▶ [Your goal]:
Go to the line holding "pub struct HangingEnforcer;" in the entries below and write out exactly every line down to and including the line holding "the given stubs.".

▶ [Material supplied]:
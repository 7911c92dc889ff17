//! Per-entity escalation state

use chrono::{DateTime, Utc};
use serde::{Deserialize, Serialize};

/// Escalation level of a monitored entity.
///
/// Ordered: the policy only ever moves an entity forward along
/// `Clear → Alerted → Escalated`. `LockedDown` is terminal and only reachable
/// through an explicit emergency lockdown.
#[derive(Debug, Clone, Copy, PartialEq, Eq, PartialOrd, Ord, Hash, Serialize, Deserialize)]
#[serde(rename_all = "snake_case")]
pub enum Tier {
    Clear,
    Alerted,
    Escalated,
    LockedDown,
}

impl std::fmt::Display for Tier {
    fn fmt(&self, f: &mut std::fmt::Formatter<'_>) -> std::fmt::Result {
        match self {
            Self::Clear => write!(f, "clear"),
            Self::Alerted => write!(f, "alerted"),
            Self::Escalated => write!(f, "escalated"),
            Self::LockedDown => write!(f, "locked_down"),
        }
    }
}

/// Counters and tier for one entity key (user, validator, contract, chain, node...).
#[derive(Debug, Clone, PartialEq, Serialize, Deserialize)]
pub struct MonitoredEntity {
    pub key: String,
    pub tier: Tier,
    /// Consecutive violating verdicts; reset by the first clear verdict
    pub violation_streak: u32,
    /// Consecutive failed enforcement attempts; reset by a clear verdict or a success
    pub action_retries: u32,
    pub last_transition_at: DateTime<Utc>,
    /// Last time a report or operator call touched this entity
    pub last_seen_at: DateTime<Utc>,
}

impl MonitoredEntity {
    pub fn new(key: impl Into<String>, now: DateTime<Utc>) -> Self {
        Self {
            key: key.into(),
            tier: Tier::Clear,
            violation_streak: 0,
            action_retries: 0,
            last_transition_at: now,
            last_seen_at: now,
        }
    }

    /// Nothing worth remembering: safe to evict or sweep.
    pub fn is_idle(&self) -> bool {
        self.tier == Tier::Clear && self.violation_streak == 0 && self.action_retries == 0
    }

    /// Move to `tier`, stamping the transition time. Returns `true` if it changed.
    pub(crate) fn transition(&mut self, tier: Tier, now: DateTime<Utc>) -> bool {
        if self.tier == tier {
            return false;
        }
        self.tier = tier;
        self.last_transition_at = now;
        true
    }

    pub fn summary(&self) -> String {
        format!(
            "entity={} tier={} streak={} retries={}",
            self.key, self.tier, self.violation_streak, self.action_retries
        )
    }
}

#[cfg(test)]
mod tests {
    use super::*;

    #[test]
    fn test_tier_ordering() {
        assert!(Tier::Clear < Tier::Alerted);
        assert!(Tier::Alerted < Tier::Escalated);
        assert!(Tier::Escalated < Tier::LockedDown);
        assert_eq!(Tier::Alerted.max(Tier::Escalated), Tier::Escalated);
    }

    #[test]
    fn test_new_entity_is_idle() {
        let entity = MonitoredEntity::new("user-1", Utc::now());
        assert!(entity.is_idle());
        assert_eq!(entity.tier, Tier::Clear);
    }

    #[test]
    fn test_transition_stamps_time_only_on_change() {
        let t0 = Utc::now();
        let t1 = t0 + chrono::Duration::seconds(30);
        let mut entity = MonitoredEntity::new("user-1", t0);

        assert!(!entity.transition(Tier::Clear, t1));
        assert_eq!(entity.last_transition_at, t0);

        assert!(entity.transition(Tier::Alerted, t1));
        assert_eq!(entity.last_transition_at, t1);
        assert!(!entity.is_idle());
    }

    #[test]
    fn test_tier_serde() {
        let json = serde_json::to_string(&Tier::LockedDown).unwrap();
        assert_eq!(json, "\"locked_down\"");
        assert_eq!(Tier::LockedDown.to_string(), "locked_down");
    }
}
//! Collaborator stubs shared by the integration tests.

#![allow(dead_code)]

use std::sync::atomic::{AtomicBool, AtomicU32, Ordering};
use std::sync::{Arc, Mutex};
use std::time::Duration;

use async_trait::async_trait;
use sentinel::{
    ActionKind, CollaboratorError, CycleFinalizer, Encryptor, Enforcer, MemoryLedger, Monitor,
    MonitorBuilder, MonitorConfig, StaticReportSource, ThresholdPredicate,
};

/// "Encrypts" by prefixing a marker so tests can tell ciphertext from plaintext.
pub struct MarkerEncryptor;

#[async_trait]
impl Encryptor for MarkerEncryptor {
    async fn encrypt(&self, plaintext: &[u8]) -> Result<Vec<u8>, CollaboratorError> {
        let mut out = b"enc:".to_vec();
        out.extend_from_slice(plaintext);
        Ok(out)
    }
}

pub struct BrokenEncryptor;

#[async_trait]
impl Encryptor for BrokenEncryptor {
    async fn encrypt(&self, _plaintext: &[u8]) -> Result<Vec<u8>, CollaboratorError> {
        Err(CollaboratorError::new("key unavailable"))
    }
}

#[derive(Debug, Clone, PartialEq, Eq)]
pub struct EnforceCall {
    pub action: ActionKind,
    pub entity_key: String,
    pub payload: Vec<u8>,
}

/// Records every call; rejects the first `failures` calls, then follows `accept`.
pub struct RecordingEnforcer {
    calls: Mutex<Vec<EnforceCall>>,
    failures: AtomicU32,
    accept: AtomicBool,
}

impl RecordingEnforcer {
    pub fn accepting() -> Arc<Self> {
        Arc::new(Self {
            calls: Mutex::new(Vec::new()),
            failures: AtomicU32::new(0),
            accept: AtomicBool::new(true),
        })
    }

    pub fn rejecting() -> Arc<Self> {
        let enforcer = Self::accepting();
        enforcer.set_accept(false);
        enforcer
    }

    pub fn failing_first(failures: u32) -> Arc<Self> {
        let enforcer = Self::accepting();
        enforcer.failures.store(failures, Ordering::SeqCst);
        enforcer
    }

    pub fn set_accept(&self, accept: bool) {
        self.accept.store(accept, Ordering::SeqCst);
    }

    pub fn calls(&self) -> Vec<EnforceCall> {
        self.calls.lock().unwrap().clone()
    }

    pub fn call_count(&self) -> usize {
        self.calls.lock().unwrap().len()
    }
}

#[async_trait]
impl Enforcer for RecordingEnforcer {
    async fn enforce(&self, action: ActionKind, entity_key: &str, payload: &[u8]) -> bool {
        self.calls.lock().unwrap().push(EnforceCall {
            action,
            entity_key: entity_key.to_string(),
            payload: payload.to_vec(),
        });
        let remaining = self.failures.load(Ordering::SeqCst);
        if remaining > 0 {
            self.failures.store(remaining - 1, Ordering::SeqCst);
            return false;
        }
        self.accept.load(Ordering::SeqCst)
    }
}

/// Never answers.
pub struct HangingEnforcer;

#[async_trait]
impl Enforcer for HangingEnforcer {
    async fn enforce(&self, _action: ActionKind, _entity_key: &str, _payload: &[u8]) -> bool {
        tokio::time::sleep(Duration::from_secs(3600)).await;
        true
    }
}

pub struct RecordingFinalizer {
    cycles: Mutex<Vec<u64>>,
    result: AtomicBool,
}

impl RecordingFinalizer {
    pub fn new(result: bool) -> Arc<Self> {
        Arc::new(Self {
            cycles: Mutex::new(Vec::new()),
            result: AtomicBool::new(result),
        })
    }

    pub fn cycles(&self) -> Vec<u64> {
        self.cycles.lock().unwrap().clone()
    }
}

#[async_trait]
impl CycleFinalizer for RecordingFinalizer {
    async fn finalize_cycle(&self, cycle: u64) -> bool {
        self.cycles.lock().unwrap().push(cycle);
        self.result.load(Ordering::SeqCst)
    }
}

pub fn test_config() -> MonitorConfig {
    MonitorConfig {
        interval: Duration::from_secs(10),
        violation_threshold: 3,
        max_action_attempts: 3,
        finalization_period: 1000,
        ..Default::default()
    }
}

/// Builder wired to a score-at-or-above-0.25 predicate and the given stubs.
pub fn monitor_builder(
    source: &StaticReportSource,
    enforcer: &Arc<RecordingEnforcer>,
    ledger: &MemoryLedger,
) -> MonitorBuilder {
    Monitor::builder("rbac")
        .config(test_config())
        .report_source(Arc::new(source.clone()))
        .predicate(Arc::new(ThresholdPredicate::at_or_above(0.25)))
        .encryptor(Arc::new(MarkerEncryptor))
        .enforcer(enforcer.clone())
        .ledger(Arc::new(ledger.clone()))
}
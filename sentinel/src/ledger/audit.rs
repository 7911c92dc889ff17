//! Audit logger: builds ledger entries and hands them to the sink.

use std::sync::Arc;

use chrono::Utc;
use tracing::{debug, error};

use super::entry::{EntryStatus, EventType, LedgerEntry};
use super::sink::LedgerSink;

/// Deterministic entry id: `{category}-{entity_key}-{event_type}`.
///
/// Repeated events for the same entity produce the same id.
pub fn entry_id(category: &str, entity_key: &str, event_type: EventType) -> String {
    format!("{}-{}-{}", category, entity_key, event_type.as_str())
}

/// Entity key used for cycle-scoped entries.
pub fn cycle_key(cycle: u64) -> String {
    format!("cycle-{}", cycle)
}

#[derive(Clone)]
pub struct AuditLogger {
    category: String,
    sink: Arc<dyn LedgerSink>,
}

impl AuditLogger {
    pub fn new(category: impl Into<String>, sink: Arc<dyn LedgerSink>) -> Self {
        Self {
            category: category.into(),
            sink,
        }
    }

    pub fn category(&self) -> &str {
        &self.category
    }

    /// Append one entry. A sink failure is logged and swallowed so that
    /// auditing can never stall a cycle.
    pub async fn record(
        &self,
        entity_key: &str,
        event_type: EventType,
        status: EntryStatus,
        details: impl Into<String>,
    ) -> LedgerEntry {
        let entry = LedgerEntry::new(
            entry_id(&self.category, entity_key, event_type),
            Utc::now().timestamp(),
            event_type.as_str(),
            status.as_str(),
            details,
        );

        match self.sink.add_entry(entry.clone()).await {
            Ok(()) => debug!(
                monitor = %self.category,
                entity = entity_key,
                event = %event_type,
                status = %status,
                "Ledger entry appended"
            ),
            Err(e) => error!(
                monitor = %self.category,
                entity = entity_key,
                event = %event_type,
                "Failed to append ledger entry: {}",
                e
            ),
        }

        entry
    }
}

impl std::fmt::Debug for AuditLogger {
    fn fmt(&self, f: &mut std::fmt::Formatter<'_>) -> std::fmt::Result {
        f.debug_struct("AuditLogger")
            .field("category", &self.category)
            .finish_non_exhaustive()
    }
}

#[cfg(test)]
mod tests {
    use super::*;
    use crate::ledger::{LedgerError, MemoryLedger};
    use async_trait::async_trait;

    struct BrokenSink;

    #[async_trait]
    impl LedgerSink for BrokenSink {
        async fn add_entry(&self, entry: LedgerEntry) -> Result<(), LedgerError> {
            Err(LedgerError::Rejected {
                id: entry.id().to_string(),
                reason: "read-only".to_string(),
            })
        }
    }

    #[test]
    fn test_entry_id_format() {
        assert_eq!(
            entry_id("rbac", "user-7", EventType::AlertIssued),
            "rbac-user-7-Alert Issued"
        );
        assert_eq!(
            entry_id("swap", &cycle_key(20), EventType::CycleFinalization),
            "swap-cycle-20-Cycle Finalization"
        );
    }

    #[tokio::test]
    async fn test_record_appends_to_sink() {
        let ledger = MemoryLedger::new();
        let audit = AuditLogger::new("reputation", Arc::new(ledger.clone()));

        let entry = audit
            .record(
                "user-1",
                EventType::Escalated,
                EntryStatus::Success,
                "streak=3",
            )
            .await;

        assert_eq!(entry.id(), "reputation-user-1-Escalated");
        let stored = ledger.snapshot().await;
        assert_eq!(stored, vec![entry]);
    }

    #[tokio::test]
    async fn test_sink_failure_is_swallowed() {
        let audit = AuditLogger::new("reputation", Arc::new(BrokenSink));
        let entry = audit
            .record("user-1", EventType::Failure, EntryStatus::Failure, "")
            .await;
        assert_eq!(entry.status(), "Failure");
    }
}
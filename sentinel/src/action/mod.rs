//! Action Executor and tier-to-action bindings

pub mod binding;
pub mod executor;

pub use binding::{ActionKind, TierActions};
pub use executor::{ActionExecutor, AuditableAction, ExecutionOutcome};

▶ [Result]:
pub struct HangingEnforcer;

#[async_trait]
impl Enforcer for HangingEnforcer {
    async fn enforce(&self, _action: ActionKind, _entity_key: &str, _payload: &[u8]) -> bool {
        tokio::time::sleep(Duration::from_secs(3600)).await;
        true
    }
}

pub struct RecordingFinalizer {
    cycles: Mutex<Vec<u64>>,
    result: AtomicBool,
}

impl RecordingFinalizer {
    pub fn new(result: bool) -> Arc<Self> {
        Arc::new(Self {
            cycles: Mutex::new(Vec::new()),
            result: AtomicBool::new(result),
        })
    }

    pub fn cycles(&self) -> Vec<u64> {
        self.cycles.lock().unwrap().clone()
    }
}

#[async_trait]
impl CycleFinalizer for RecordingFinalizer {
    async fn finalize_cycle(&self, cycle: u64) -> bool {
        self.cycles.lock().unwrap().push(cycle);
        self.result.load(Ordering::SeqCst)
    }
}

pub fn test_config() -> MonitorConfig {
    MonitorConfig {
        interval: Duration::from_secs(10),
        violation_threshold: 3,
        max_action_attempts: 3,
        finalization_period: 1000,
        ..Default::default()
    }
}

/// Builder wired to a score-at-or-above-0.25 predicate and the given stubs.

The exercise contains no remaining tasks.